┌──

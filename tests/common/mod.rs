//! Common fixtures for integration tests.
#![allow(dead_code)]

use std::fs::{File, OpenOptions};
use std::io::{Read, Seek, SeekFrom, Write};
use std::path::Path;
use std::sync::Mutex;
use std::sync::atomic::{AtomicU64, Ordering};

use quark::{BLOCK_SIZE, BlockDevice, DeviceStats, Error};

pub const ORANGE: &str = "\x1b[38;5;214m";
pub const RESET: &str = "\x1b[0m";

/// Provides a macro for logging messages during tests.
/// e.g. log!("placeholder") -> println!("[test] placeholder");
#[macro_export]
macro_rules! log {
    ($($arg:tt)*) => {
        println!("{}[test] {}{}", crate::common::ORANGE, format!($($arg)*), crate::common::RESET)
    };
}

/// In-memory block device.
#[derive(Debug)]
pub struct RamDisk {
    inner: Mutex<Vec<u8>>,
    num_blocks: u32,
    reads: AtomicU64,
    writes: AtomicU64,
}

impl RamDisk {
    /// Creates a new RamDisk of `num_blocks` blocks, all zeroed.
    pub fn new(num_blocks: u32) -> Self {
        RamDisk {
            inner: Mutex::new(vec![0u8; num_blocks as usize * BLOCK_SIZE]),
            num_blocks,
            reads: AtomicU64::new(0),
            writes: AtomicU64::new(0),
        }
    }
}

impl BlockDevice for RamDisk {
    fn num_blocks(&self) -> u32 {
        self.num_blocks
    }

    fn read_block(&self, block_id: u32, buf: &mut [u8; BLOCK_SIZE]) -> Result<(), Error> {
        if block_id >= self.num_blocks {
            return Err(Error::OutOfBounds);
        }
        let start = block_id as usize * BLOCK_SIZE;
        let data = self.inner.lock().unwrap();
        buf.copy_from_slice(&data[start..start + BLOCK_SIZE]);
        self.reads.fetch_add(1, Ordering::Relaxed);
        Ok(())
    }

    fn write_block(&self, block_id: u32, buf: &[u8; BLOCK_SIZE]) -> Result<(), Error> {
        if block_id >= self.num_blocks {
            return Err(Error::OutOfBounds);
        }
        let start = block_id as usize * BLOCK_SIZE;
        let mut data = self.inner.lock().unwrap();
        data[start..start + BLOCK_SIZE].copy_from_slice(buf);
        self.writes.fetch_add(1, Ordering::Relaxed);
        Ok(())
    }

    fn stats(&self) -> DeviceStats {
        DeviceStats {
            reads: self.reads.load(Ordering::Relaxed),
            writes: self.writes.load(Ordering::Relaxed),
        }
    }
}

const HEADER_SIZE: u64 = 16; // capacity, blocks, reads, writes (u32 LE each)

/// File-backed block device that persists a small header (capacity,
/// block count, cumulative I/O counters) ahead of the block array, so
/// reopening the same file restores the device's state.
pub struct FileDisk {
    inner: Mutex<File>,
    num_blocks: u32,
    capacity: u32,
    reads: AtomicU64,
    writes: AtomicU64,
}

impl FileDisk {
    /// Opens (or creates, sized to `nbytes`) a disk backed by `path`.
    pub fn open(path: &Path, nbytes: u32) -> std::io::Result<Self> {
        if path.exists() {
            let mut file = OpenOptions::new().read(true).write(true).open(path)?;
            let mut header = [0u8; HEADER_SIZE as usize];
            file.seek(SeekFrom::Start(0))?;
            file.read_exact(&mut header)?;
            let field =
                |i: usize| u32::from_le_bytes([header[i], header[i + 1], header[i + 2], header[i + 3]]);
            Ok(FileDisk {
                inner: Mutex::new(file),
                capacity: field(0),
                num_blocks: field(4),
                reads: AtomicU64::new(field(8) as u64),
                writes: AtomicU64::new(field(12) as u64),
            })
        } else {
            let file = OpenOptions::new()
                .read(true)
                .write(true)
                .create(true)
                .open(path)?;
            let num_blocks = (nbytes as u64 - HEADER_SIZE) as u32 / BLOCK_SIZE as u32;
            file.set_len(HEADER_SIZE + num_blocks as u64 * BLOCK_SIZE as u64)?;
            let disk = FileDisk {
                inner: Mutex::new(file),
                capacity: nbytes,
                num_blocks,
                reads: AtomicU64::new(0),
                writes: AtomicU64::new(0),
            };
            disk.persist_header()?;
            Ok(disk)
        }
    }

    fn persist_header(&self) -> std::io::Result<()> {
        let mut header = [0u8; HEADER_SIZE as usize];
        header[0..4].copy_from_slice(&self.capacity.to_le_bytes());
        header[4..8].copy_from_slice(&self.num_blocks.to_le_bytes());
        header[8..12].copy_from_slice(&(self.reads.load(Ordering::Relaxed) as u32).to_le_bytes());
        header[12..16].copy_from_slice(&(self.writes.load(Ordering::Relaxed) as u32).to_le_bytes());
        let mut file = self.inner.lock().unwrap();
        file.seek(SeekFrom::Start(0))?;
        file.write_all(&header)?;
        file.flush()
    }
}

impl BlockDevice for FileDisk {
    fn num_blocks(&self) -> u32 {
        self.num_blocks
    }

    fn read_block(&self, block_id: u32, buf: &mut [u8; BLOCK_SIZE]) -> Result<(), Error> {
        if block_id >= self.num_blocks {
            return Err(Error::OutOfBounds);
        }
        let mut file = self.inner.lock().unwrap();
        file.seek(SeekFrom::Start(HEADER_SIZE + block_id as u64 * BLOCK_SIZE as u64))
            .map_err(|_| Error::Io)?;
        file.read_exact(buf).map_err(|_| Error::Io)?;
        self.reads.fetch_add(1, Ordering::Relaxed);
        Ok(())
    }

    fn write_block(&self, block_id: u32, buf: &[u8; BLOCK_SIZE]) -> Result<(), Error> {
        if block_id >= self.num_blocks {
            return Err(Error::OutOfBounds);
        }
        let mut file = self.inner.lock().unwrap();
        file.seek(SeekFrom::Start(HEADER_SIZE + block_id as u64 * BLOCK_SIZE as u64))
            .map_err(|_| Error::Io)?;
        file.write_all(buf).map_err(|_| Error::Io)?;
        self.writes.fetch_add(1, Ordering::Relaxed);
        Ok(())
    }

    fn stats(&self) -> DeviceStats {
        DeviceStats {
            reads: self.reads.load(Ordering::Relaxed),
            writes: self.writes.load(Ordering::Relaxed),
        }
    }

    fn flush(&self) -> Result<(), Error> {
        self.persist_header().map_err(|_| Error::Io)
    }
}

impl Drop for FileDisk {
    fn drop(&mut self) {
        let _ = self.persist_header();
    }
}

/// Deterministic but non-repeating test payload.
pub fn pattern(len: usize) -> Vec<u8> {
    (0..len).map(|i| (i * 31 % 251) as u8).collect()
}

└──

> [WHAT YOU HAVE TO DO] Where does the string "SeekFrom" occur in the material? Copy every line where it does.

> [SOLUTION FOR THIS PROBLEM]
use std::io::{Read, Seek, SeekFrom, Write};
            file.seek(SeekFrom::Start(0))?;
        file.seek(SeekFrom::Start(0))?;
        file.seek(SeekFrom::Start(HEADER_SIZE + block_id as u64 * BLOCK_SIZE as u64))
        file.seek(SeekFrom::Start(HEADER_SIZE + block_id as u64 * BLOCK_SIZE as u64))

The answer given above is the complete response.